_Exercise objective_
Search the entries below for the string "body" and give the number of lines that hold it, nothing else.

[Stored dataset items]

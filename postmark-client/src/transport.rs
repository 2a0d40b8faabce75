//! HTTP transport seam
//!
//! The client only builds requests and interprets responses. Sending them is
//! delegated to a [`Transport`], so TLS, pooling and timeouts live outside the
//! request/decode logic and tests can swap in an in-memory fake.

use async_trait::async_trait;
use reqwest::Client;

use crate::config::ClientConfig;
use crate::error::{ClientError, Result};
use crate::utils::log_sanitizer::truncate_for_log;

/// HTTP verbs used by the Postmark API.
#[derive(Debug, Clone, Copy, PartialEq, Eq, Hash)]
pub enum HttpMethod {
    Get,
    Post,
    Put,
    Delete,
}

impl HttpMethod {
    pub fn as_str(self) -> &'static str {
        match self {
            Self::Get => "GET",
            Self::Post => "POST",
            Self::Put => "PUT",
            Self::Delete => "DELETE",
        }
    }
}

impl std::fmt::Display for HttpMethod {
    fn fmt(&self, f: &mut std::fmt::Formatter<'_>) -> std::fmt::Result {
        f.write_str(self.as_str())
    }
}

impl From<HttpMethod> for reqwest::Method {
    fn from(method: HttpMethod) -> Self {
        match method {
            HttpMethod::Get => Self::GET,
            HttpMethod::Post => Self::POST,
            HttpMethod::Put => Self::PUT,
            HttpMethod::Delete => Self::DELETE,
        }
    }
}

/// A fully built request, ready to go on the wire.
#[derive(Debug, Clone, PartialEq, Eq)]
pub struct HttpRequest {
    pub method: HttpMethod,
    pub url: String,
    pub headers: Vec<(String, String)>,
    pub body: Option<String>,
}

impl HttpRequest {
    /// First header value matching `name` (case-insensitive).
    pub fn header(&self, name: &str) -> Option<&str> {
        self.headers
            .iter()
            .find(|(k, _)| k.eq_ignore_ascii_case(name))
            .map(|(_, v)| v.as_str())
    }
}

/// Raw response as seen by the transport.
#[derive(Debug, Clone, PartialEq, Eq)]
pub struct HttpResponse {
    pub status: u16,
    pub body: String,
}

impl HttpResponse {
    pub fn is_success(&self) -> bool {
        (200..300).contains(&self.status)
    }
}

/// Performs one HTTP exchange.
///
/// Implementations must be safe to share between tasks; the client calls
/// `send` concurrently when its callers do. A transport reports only
/// connection-level failures as errors: any response that arrives, whatever
/// its status, is returned as `Ok`.
#[async_trait]
pub trait Transport: Send + Sync {
    async fn send(&self, request: HttpRequest) -> Result<HttpResponse>;
}

/// [`Transport`] backed by `reqwest`.
#[derive(Debug, Clone)]
pub struct ReqwestTransport {
    client: Client,
}

impl ReqwestTransport {
    /// Builds a `reqwest::Client` with the configured timeouts and user agent.
    pub fn new(config: &ClientConfig) -> Result<Self> {
        let client = Client::builder()
            .connect_timeout(config.connect_timeout)
            .timeout(config.request_timeout)
            .user_agent(config.user_agent.clone())
            .build()
            .map_err(|e| ClientError::Transport {
                detail: format!("Failed to create HTTP client: {e}"),
            })?;
        Ok(Self { client })
    }

    /// Reuses an existing `reqwest::Client` (shared pool, custom TLS, proxies).
    pub fn from_client(client: Client) -> Self {
        Self { client }
    }
}

#[async_trait]
impl Transport for ReqwestTransport {
    async fn send(&self, request: HttpRequest) -> Result<HttpResponse> {
        let mut builder = self
            .client
            .request(request.method.into(), &request.url);
        for (name, value) in &request.headers {
            builder = builder.header(name.as_str(), value.as_str());
        }
        if let Some(body) = request.body {
            builder = builder.body(body);
        }

        let response = builder.send().await.map_err(|e| {
            if e.is_timeout() {
                ClientError::Timeout {
                    detail: e.to_string(),
                }
            } else {
                ClientError::Transport {
                    detail: e.to_string(),
                }
            }
        })?;

        let status = response.status().as_u16();
        log::debug!("[postmark] Response Status: {status}");

        let body = response.text().await.map_err(|e| ClientError::Transport {
            detail: format!("Failed to read response body: {e}"),
        })?;

        log::debug!("[postmark] Response Body: {}", truncate_for_log(&body));

        Ok(HttpResponse { status, body })
    }
}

_Reply to the exercise_
8